Вы, должно быть, уже догадались, что простота и сложность, понятия, которыми очень трудно оперировать в настоящем искусстве. Разве можно сказать — проста или сложна картина Левитана.
Эта картина иного типа, чем две предыдущие. Для того чтобы пережить ее, насладиться ею, вы должны отдать ей очень много своего настроения. Она располагает нас к этому, но вы должны уметь «заражаться» ею. «Вечерний звон» из тех произведений, которые сегодня могут оставить вас спокойными, а завтра перевернуть душу. Картина неисчерпаема. Редко удавалось художникам создавать такие произведения!
В одном из стихотворных посланий к Жуковскому Пушкин писал:
Цель этих заметок — напомнить, что наслаждение прекрасным не приходит само. «Получить его в удел» — это значит развить, воспитать его в себе. Хотелось сказать о некоторых неверных представлениях о живописи, предостеречь от слишком практичного отношения к искусству. Может быть, «девушка в сером», прочитав это, поймет, что искусство призвано «мобилизовать» ее на то, чтобы быть человеком, которому ничто человеческое не чуждо, помочь зорче смотреть на окружающее, глубже знать жизнь, видеть в ней прекрасное.
Понимание искусства определяет культурный уровень человека.
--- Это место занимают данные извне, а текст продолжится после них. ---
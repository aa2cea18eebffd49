//! Small `Reflect` helpers for reading loosely-typed browser objects

use js_sys::{Function, Object, Reflect};
use serde::Serialize;
use wasm_bindgen::prelude::*;
use wasm_bindgen::JsCast;

/// Property `key` of `target`, treating `undefined` and `null` as absent
pub fn get(target: &JsValue, key: &str) -> Option<JsValue> {
    Reflect::get(target, &JsValue::from_str(key))
        .ok()
        .filter(|value| !value.is_undefined() && !value.is_null())
}

pub fn number(target: &JsValue, key: &str) -> Option<f64> {
    get(target, key).and_then(|value| value.as_f64())
}

pub fn string(target: &JsValue, key: &str) -> Option<String> {
    get(target, key).and_then(|value| value.as_string())
}

pub fn boolean(target: &JsValue, key: &str) -> Option<bool> {
    get(target, key).and_then(|value| value.as_bool())
}

pub fn function(target: &JsValue, key: &str) -> Option<Function> {
    get(target, key).and_then(|value| value.dyn_into::<Function>().ok())
}

/// Call method `name` on `target` with one argument
pub fn call1(target: &JsValue, name: &str, arg: &JsValue) -> Result<JsValue, JsValue> {
    let method = function(target, name)
        .ok_or_else(|| JsValue::from_str(&format!("{} is not a function", name)))?;
    method.call1(target, arg)
}

/// A plain object with the given entries
pub fn object(entries: &[(&str, JsValue)]) -> Result<Object, JsValue> {
    let object = Object::new();
    for (key, value) in entries {
        Reflect::set(&object, &JsValue::from_str(key), value)?;
    }
    Ok(object)
}

/// Serialize to plain JS objects and arrays (no `Map`s)
pub fn to_plain<T: Serialize + ?Sized>(value: &T) -> Result<JsValue, JsValue> {
    let serializer = serde_wasm_bindgen::Serializer::json_compatible();
    value
        .serialize(&serializer)
        .map_err(|e| JsValue::from_str(&format!("Serialization error: {}", e)))
}

/// Human-readable text for a thrown JS value
pub fn describe(error: &JsValue) -> String {
    if let Some(text) = error.as_string() {
        return text;
    }
    if let Some(error) = error.dyn_ref::<js_sys::Error>() {
        return String::from(error.message());
    }
    format!("{:?}", error)
}

/// Convert a browser object to JSON, going through `toJSON` when it has one.
///
/// Timeline entries expose their fields as prototype getters, which a plain
/// serde walk would not see.
pub fn to_json(value: &JsValue) -> Option<serde_json::Value> {
    if let Some(array) = value.dyn_ref::<js_sys::Array>() {
        let items = array.iter().filter_map(|item| to_json(&item)).collect();
        return Some(serde_json::Value::Array(items));
    }
    let plain = match function(value, "toJSON") {
        Some(to_json) => to_json.call0(value).ok()?,
        None => value.clone(),
    };
    serde_wasm_bindgen::from_value(plain).ok()
}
Научить смотреть картины нельзя — научиться можно! Только не надо быть пассивным и самонадеянным, нужно упорно идти навстречу художнику. И тогда придет день, когда чудо свершится, откроется неведомая для вас страна, померкнут золотые рамы и засияет прекрасная душа искусства.
Этот день принесет вам такое счастье, которое можно сравнить разве что со счастьем любви…
ТЕАТР ИЗМЕНЯЕТСЯ
И искусстве театра произошли большие изменения. Как всегда, раньше всего замечены перемены внешние. Так случается со всяким искусством. Когда-то в начале прошлого века большинством читателей было замечено, что при Пушкине стихи стали писать как-то иначе, нежели прежде, при Державине. И не отдельные поэты, а чуть ли не все поэты России, разве что за малым исключением. На поэтов ворчали, упрекали их в следовании моде, в подражательстве. Очевидно, и этого было вдоволь. Но проницательные читатели дальновидные критики поняли, что поэзия меняет формы под влиянием внутренней необходимости. Последняя же очевидно есть следствие не прихоти поэтов, а новых общественные потребностей. Кому-то из читателей было жаль уходящий форм стихосложения, кто-то с жаром уверял, что они еще послужат отечественной словесности, и даже сам Пушкин отдал им должное. И тем не менее, тем не менее… вся поэзия изменилась.
Когда-то, в конце XVI века, во времена Шекспира, театр, как всем известно, обходился без занавеса и декораций, их заменяли таблички с надписями «лес», «замок». Зрителям было довольно. Их воображение, подогретое игрой актеров мгновенно выстраивало отсутствующие декорации. Если обратиться к началу начал — древнегреческому театру, то в нем, как известно, не только не было занавеса и декораций, но не было и крыши над головами публики и актеров. Занавес появился в театре, как говорит нам его история, когда театр стал забавой королей и принадлежностью аристократических салонов. Вырвавшись оттуда, а вернее сказать вырванный оттуда развивающимся буржуазным обществом, театр тем не менее сохранял свою архитектонику. К примеру, расположение сцены и зрительного зала, занавес, портал… Конструкция театрального здания стала традиционной, законсервировалась на столетия. И даже сегодня вновь строящиеся театральные здания нередко имеют ту же конструктивную основу. К чему я вспоминаю эти общеизвестные, казалось бы, вещи?
А вот к чему.
Необходимо различать изменения и изменения. Одни и в самом деле — временное поветрие, дань моде. (Но хорошо бы не спешить. Хорошо бы задуматься над этим выражением — «дань моде» в применении к театру, задержаться па нем, растолковать его самим себе. Может быть, и в этой «дани» отыщется не одно лишь суетное, а кое-что положительное и даже неизбежное в повседневном существовании искусства). Одни изменения и в самом деле — подражательство (но хорошо бы и здесь не спешить, а остановиться и поразмыслить — где подражательство худшим образцам, а где лучшим. И почему одно несомненно дурно, а другое напротив — и неизбежно и благотворно).
Другие же изменения, несмотря на всеобщее их распространение и как бы внезапное и этой своей внезапностью шокирующее появление, тем не менее уже не «дань моде» и не «поветрие», а внешние признаки глубоких внутренних перемен.